С другой стороны, и сами боги тогда погрязают во вполне человеческих пороках.

Путешествия, ознакомление с пониманием и изображениями божеств в других странах, сравнение их с верованиями соотечественников дали Ксенофану материал для весьма крамольных по тем временам утверждений о богах. Разные народы, заявлял Ксенофан, не просто изображают богов людьми, но живописуют их по своему конкретному образу и подобию:

Эфиопы... черными и с приплюснутыми носами, Фракийцы — рыжими и голубоглазыми...

(16; 171)

Ксенофан, по свидетельству Климента Александрийского, зло вышучивал распространенные в его эпоху представления о богах как вредные человеческие суеверия. Он предлагал вообразить, какими бы могли быть боги у животных, обладай они возможностью мыслить, высказывать свои мысли, создавать образы:

Если бы руки имели быки и львы или <кони,> Чтоб рисовать руками, творить изваянья, как люди, Кони б тогда на коней, а быки на быков бы похожих

68

Образы рисовали богов и тела их ваяли, Точно такими, каков у каждого собственный облик.

,

(15; 171)

Однако борьба против обыденных суеверий и наиболее известных теогонии отнюдь не приводила Ксенофана к отрицанию самой идеи божества. Напротив, он стремился очистить эту идею от того, что ему казалось ложным суеверием. Ксенофана правомерно считать одним

из первых в истории европейской мысли изобретателей идеи неантропоморфного, абстрактного, можно даже сказать, "философского бога". И если не конкретный результат, к которому пришел Ксенофан, то путь его размышлений; сомнений, аргументации стал впоследствии весьма перспективным. Поэтому критическая ирония богоборца Ксенофана будет одновременно и радовать, и настораживать более поздних авторов.

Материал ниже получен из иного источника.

//! Flexbox container.

use forge_color::format_number;
use serde::{Deserialize, Serialize};

use crate::keyword::keyword_enum;
use crate::merge;
use crate::rule::RuleBlock;

pub const SELECTOR: &str = ".flexbox";

keyword_enum! {
    #[derive(Default)]
    pub enum FlexDirection("flex direction") {
        #[default]
        Row => "row",
        RowReverse => "row-reverse",
        Column => "column",
        ColumnReverse => "column-reverse",
    }
}

keyword_enum! {
    #[derive(Default)]
    pub enum JustifyContent("justify-content value") {
        #[default]
        FlexStart => "flex-start",
        FlexEnd => "flex-end",
        Center => "center",
        SpaceBetween => "space-between",
        SpaceAround => "space-around",
        SpaceEvenly => "space-evenly",
    }
}

keyword_enum! {
    #[derive(Default)]
    pub enum AlignItems("align-items value") {
        FlexStart => "flex-start",
        FlexEnd => "flex-end",
        Center => "center",
        #[default]
        Stretch => "stretch",
        Baseline => "baseline",
    }
}

keyword_enum! {
    #[derive(Default)]
    pub enum FlexWrap("flex wrap") {
        #[default]
        NoWrap => "nowrap",
        Wrap => "wrap",
        WrapReverse => "wrap-reverse",
    }
}

keyword_enum! {
    #[derive(Default)]
    pub enum AlignContent("align-content value") {
        FlexStart => "flex-start",
        FlexEnd => "flex-end",
        Center => "center",
        #[default]
        Stretch => "stretch",
        SpaceBetween => "space-between",
        SpaceAround => "space-around",
    }
}

#[derive(Debug, Clone, PartialEq, Serialize, Deserialize)]
#[serde(rename_all = "camelCase")]
pub struct FlexboxConfig {
    pub flex_direction: FlexDirection,
    pub justify_content: JustifyContent,
    pub align_items: AlignItems,
    pub flex_wrap: FlexWrap,
    pub align_content: AlignContent,
    /// px.
    pub gap: f64,
}

impl Default for FlexboxConfig {
    fn default() -> Self {
        Self {
            flex_direction: FlexDirection::default(),
            justify_content: JustifyContent::default(),
            align_items: AlignItems::default(),
            flex_wrap: FlexWrap::default(),
            align_content: AlignContent::default(),
            gap: 16.0,
        }
    }
}

#[derive(Debug, Clone, Default, PartialEq, Serialize, Deserialize)]
#[serde(rename_all = "camelCase")]
pub struct FlexboxPatch {
    pub flex_direction: Option<FlexDirection>,
    pub justify_content: Option<JustifyContent>,
    pub align_items: Option<AlignItems>,
    pub flex_wrap: Option<FlexWrap>,
    pub align_content: Option<AlignContent>,
    pub gap: Option<f64>,
}

impl FlexboxConfig {
    pub fn apply(&mut self, patch: FlexboxPatch) {
        merge::plain(&mut self.flex_direction, patch.flex_direction);
        merge::plain(&mut self.justify_content, patch.justify_content);
        merge::plain(&mut self.align_items, patch.align_items);
        merge::plain(&mut self.flex_wrap, patch.flex_wrap);
        merge::plain(&mut self.align_content, patch.align_content);
        merge::non_negative(&mut self.gap, patch.gap);
    }
}

#[must_use]
pub fn flexbox_css(config: &FlexboxConfig) -> RuleBlock {
    RuleBlock::new(SELECTOR)
        .with("display", "flex")
        .with("flex-direction", config.flex_direction.keyword())
        .with("justify-content", config.justify_content.keyword())
        .with("align-items", config.align_items.keyword())
        .with("flex-wrap", config.flex_wrap.keyword())
        .with("align-content", config.align_content.keyword())
        .with("gap", format!("{}px", format_number(config.gap)))
}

Климент Александрийский считает, что Ксенофан Колофонский приводит хорошие доводы в пользу своего учения о том, что Бог один и бестелесен:

[Есть] один [только] бог, меж богов и людей величайший, Не похожий на смертных ни обликом, ни сознаньем...

(23; 172) Симпликий свидетельствует, что Бог в изображении Ксенофана:

Вечно на месте одном пребывает, не двигаясь вовсе, Переходить то туда, то сюда ему не пристало.

(26; 173)

Будучи довольно органично и логично связанной с проблемой божества в более узком смысле, рассмотренная полемика одновременно является и специфически философской. Логика критического видоизменения, очищения идеи первоначала основными своими контурами сливается с критическими и позитивными устремлениями "новой теологии" Ксенофана и его последователей. Сплетение двух тем (и двух идейных рядов) — первоначала, (в более поздней терминологии) субстанции и сущности Бога, возникшее в древнейшие времена, протянется через всю историю философии, включая и философскую мысль нашего столетия.

Итак, Бог в понимании Ксенофана именно и есть первоначало — всеединое, неподвижное, вечное. Но рядом с такими сущностными, абстрактными характеристиками Ксенофан ставит еще одну: оказывается, Бог к тому же... "шарообразный" (свидетельство Цицерона — 34; 165)! Едва сделав шаг вперед к абстрактно-единой первосущности — к идее бытия, основатель элейского учения сразу же делает и шаг назад, наделяя единое, бытие особенной, чувственной формой — шарообразностью. Завязывается узел трудностей и противоречий, которые не только не развязывают, а еще туже затягивают элейцы Парменид, Зенон, Мелисс.